April 14, 2024


Chris Verrone, a partner at Strategas Research Partners, spoke with Quartz for the latest installment of our “Smart Investing” video series.

Watch the interview above and check out the transcript below. The transcript of this conversation has been lightly edited for length and clarity.

Andy Mills (AM): Tech stocks, the magnificent seven, they’re starting to diverge a little bit. Nvidia had kind of a big reversal on Friday. And is it topping out right now? What do you think is going on?

Chris Verrone (CV): Yeah. Very meaningful reversal in Nvidia on Friday on huge volume, record volume for that stock. And one of our big themes to start the year was that the “Magnificent Seven” would not be the “Monolithic Seven” this year. And that’s a big change from 2023 where basically the whole set of stocks, Nvidia, Apple, Amazon, Meta, all kind of move together, and that’s not happening here. They have really fractured, while Nvidia has powered along most of the year, Friday not withstanding, we’ve seen Apple weaken, we’ve seen Google weaken. So I think this idea that it’s the only source of outperformance in the equity market is probably a little misleading at this point. I would encourage investors to look at the equally weighted S&P. So that’s a broad composite. Every stock is equally weighted. That just made new two and a half year price highs last week for the first time in years. So this is more than just the top of the market driving this. There is a broadening that we’ve seen over the last several months and we welcome that.

AM: Okay. So what stocks in S&P are you looking at? What do you like?

CV: Yeah. There’s a couple notable things going on. I’d say number one, the industrials are leadership here and we’ve been for, for 18 months talking about stocks like Parker, Hannafin, Cummins, Emerson Electric, Caterpillar. I still think their leadership credentials are very much intact. I think the recent development in our work, let’s say the last four or five months, is the improvement in healthcare. Healthcare interests us here from the perspective that it’s a logical place for tech money to go ‘cause it still kind of fits the growth investing corner of the market. And what’s notable is over the last couple months, if you’ve seen this huge surge of flows into tech, you really haven’t seen that in healthcare. So if money is ripe to come outta tech, I think healthcare is a logical destination for it. You’ve seen the pharma’s turn, you’ve seen the biotechs turn. I think the turn of the biotechs in particular, given how rate sensitive that group tends to be, the fact that they’re outperforming and breaking out and going up is another message to us that bon yields probably don’t go up too much more from here.

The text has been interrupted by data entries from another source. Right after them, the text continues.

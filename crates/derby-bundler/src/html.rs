//! HTML injector: the `<script>` tag that boots the app in the browser.

use std::fmt::Write;

use crate::app::App;
use crate::{Error, Result};

/// Render the app script tag.
///
/// ```
/// use derby_bundler::script_tag;
///
/// assert_eq!(
///     script_tag("/derby/app-abc.js", false),
///     r#"<script async data-derby-app src="/derby/app-abc.js"></script>"#
/// );
/// ```
pub fn script_tag(url: &str, cross_origin: bool) -> String {
    let mut tag = String::with_capacity(url.len() + 64);
    tag.push_str("<script async data-derby-app src=\"");
    escape_attribute(url, &mut tag);
    tag.push('"');
    if cross_origin {
        // The script host must send Access-Control-Allow-Origin or the
        // browser refuses to run it.
        tag.push_str(" crossorigin");
    }
    tag.push_str("></script>");
    tag
}

fn escape_attribute(value: &str, out: &mut String) {
    for c in value.chars() {
        match c {
            '&' => out.push_str("&amp;"),
            '"' => out.push_str("&quot;"),
            '<' => out.push_str("&lt;"),
            '>' => out.push_str("&gt;"),
            c => out.push(c),
        }
    }
}

impl App {
    /// Script tag for the most recently written bundle.
    pub fn script_tag(&self) -> Result<String> {
        let artifact = self
            .artifact()
            .ok_or_else(|| Error::NotBundled(self.name().to_string()))?;
        Ok(script_tag(
            &artifact.script_url,
            self.config().script_cross_origin,
        ))
    }

    /// Page hook run once the markup is fully rendered: appends the script
    /// tag to the response.
    pub fn on_html_done<W: Write>(&self, res: &mut W) -> Result<()> {
        let tag = self.script_tag()?;
        res.write_str(&tag)?;
        Ok(())
    }
}
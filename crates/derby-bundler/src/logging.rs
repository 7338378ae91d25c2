//! Logging setup for binaries embedding derby-bundler.
//!
//! Only available with the `logging` feature. Libraries should install
//! their own subscriber; derby-bundler only emits `tracing` events.

use std::sync::Once;
use tracing_subscriber::{EnvFilter, fmt, layer::SubscriberExt, util::SubscriberInitExt};

static INIT: Once = Once::new();

/// Log level for bundler output
#[derive(Debug, Clone, Copy, Default, PartialEq, Eq)]
pub enum LogLevel {
    Silent,
    Error,
    Warn,
    #[default]
    Info,
    Debug,
    /// Includes per-module events from Rolldown.
    Trace,
}

/// Crates whose events follow the chosen level; everything else, Rolldown
/// included, stays at warn below [`LogLevel::Trace`].
const DERBY_TARGETS: [&str; 3] = ["derby_bundler", "derby_config", "derby_cli"];

impl LogLevel {
    fn as_str(&self) -> &'static str {
        match self {
            LogLevel::Silent => "off",
            LogLevel::Error => "error",
            LogLevel::Warn => "warn",
            LogLevel::Info => "info",
            LogLevel::Debug => "debug",
            LogLevel::Trace => "trace",
        }
    }

    /// `EnvFilter` directives for this level.
    pub fn directives(&self) -> String {
        match self {
            LogLevel::Silent | LogLevel::Error | LogLevel::Trace => self.as_str().to_string(),
            level => {
                let mut directives = String::from("warn");
                for target in DERBY_TARGETS {
                    directives.push_str(&format!(",{target}={}", level.as_str()));
                }
                directives
            }
        }
    }
}

impl std::str::FromStr for LogLevel {
    type Err = String;
    fn from_str(s: &str) -> Result<Self, Self::Err> {
        match s.to_lowercase().as_str() {
            "silent" | "off" => Ok(LogLevel::Silent),
            "error" => Ok(LogLevel::Error),
            "warn" | "warning" => Ok(LogLevel::Warn),
            "info" => Ok(LogLevel::Info),
            "debug" => Ok(LogLevel::Debug),
            "trace" => Ok(LogLevel::Trace),
            other => Err(format!("Invalid log level: {}", other)),
        }
    }
}

impl std::fmt::Display for LogLevel {
    fn fmt(&self, f: &mut std::fmt::Formatter<'_>) -> std::fmt::Result {
        f.write_str(self.as_str())
    }
}

/// Install a stderr subscriber at `level`; `RUST_LOG` still wins when set.
///
/// Only the first call per process takes effect.
///
/// ```rust,no_run
/// use derby_bundler::logging::{init_logging, LogLevel};
///
/// init_logging(LogLevel::Info);
/// ```
pub fn init_logging(level: LogLevel) {
    init_logging_with(level, true);
}

/// Like [`init_logging`], with control over ANSI colors.
pub fn init_logging_with(level: LogLevel, ansi: bool) {
    let filter = EnvFilter::try_from_default_env()
        .unwrap_or_else(|_| EnvFilter::new(level.directives()));
    install(filter, ansi);
}

/// Install at exactly `level`, ignoring `RUST_LOG`. For explicit
/// verbosity flags.
pub fn init_logging_exact(level: LogLevel, ansi: bool) {
    install(EnvFilter::new(level.directives()), ansi);
}

/// Initialize logging from `RUST_LOG`, falling back to info.
pub fn init_logging_from_env() {
    init_logging_with(LogLevel::Info, true);
}

fn install(filter: EnvFilter, ansi: bool) {
    INIT.call_once(|| {
        // Another subscriber may already be installed by the host.
        let _ = tracing_subscriber::registry()
            .with(filter)
            .with(
                fmt::layer()
                    .compact()
                    .with_target(false)
                    .with_ansi(ansi)
                    .with_writer(std::io::stderr)
                    .without_time(),
            )
            .try_init();
    });
}

#[cfg(test)]
mod tests {
    use super::*;

    #[test]
    fn log_level_from_str() {
        assert_eq!("info".parse::<LogLevel>().unwrap(), LogLevel::Info);
        assert_eq!("warning".parse::<LogLevel>().unwrap(), LogLevel::Warn);
        assert_eq!("off".parse::<LogLevel>().unwrap(), LogLevel::Silent);
        assert_eq!("TRACE".parse::<LogLevel>().unwrap(), LogLevel::Trace);
        assert!("loud".parse::<LogLevel>().is_err());
    }

    #[test]
    fn log_level_display() {
        assert_eq!(LogLevel::Debug.to_string(), "debug");
        assert_eq!(LogLevel::Silent.to_string(), "off");
        assert_eq!(LogLevel::default(), LogLevel::Info);
    }

    #[test]
    fn derby_crates_follow_the_level() {
        assert_eq!(
            LogLevel::Debug.directives(),
            "warn,derby_bundler=debug,derby_config=debug,derby_cli=debug"
        );
        assert!(LogLevel::Info.directives().contains("derby_cli=info"));
    }

    #[test]
    fn extreme_levels_apply_everywhere() {
        assert_eq!(LogLevel::Silent.directives(), "off");
        assert_eq!(LogLevel::Error.directives(), "error");
        assert_eq!(LogLevel::Trace.directives(), "trace");
    }

    #[test]
    fn directives_parse_as_filters() {
        for level in [LogLevel::Warn, LogLevel::Info, LogLevel::Debug] {
            assert!(EnvFilter::try_new(level.directives()).is_ok(), "{level}");
        }
    }
}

Read more: Let’s talk about Nvidia stock — and whether it’s in a bubble

AM: What biotech stock should I buy right now?

CV: Just in the broader pharma and biotech space? Merck is a very good chart. There’s a nice turn in Abbott, ABT, we’ve been high on Regeneron, REGN. I would encourage investors also to look at the life science tools names Thermo Fisher, Danaher. They’ve been in bear markets for three years. They’re finally getting better. So, all of this speaks to there’s more than just the “magnificent seven”, more than just Nvidia driving this market. Healthcare is improving, financials are okay. Industrials have generally been leadership as well.

AM: If AI earnings start to lose steam, does the whole market go with it right now? Are we on a precipice?

CV: So it’s funny, this term bubble, it’s always used in a negative connotation. We should seek out bubbles. Most of the money in this business is made investing within the context of a bubble. We should be so lucky as if we are involved in one, whether this is a bubble or not. Only Lord knows what. What we do know is, I don’t think this move in AI has ever really been about the earnings, it’s been about the earnings potential and what could disrupt earnings potential is the cost of interest is the cost of debt. So it’s another I think really important piece of information that bond yields are important here. And we’re generally pretty bullish. We’re generally pretty risk on. What would disrupt that view for tech in particular. Probably bond yields above four-fifty would be a bit of a challenge to the ‘Can these earn like many expect that they will?’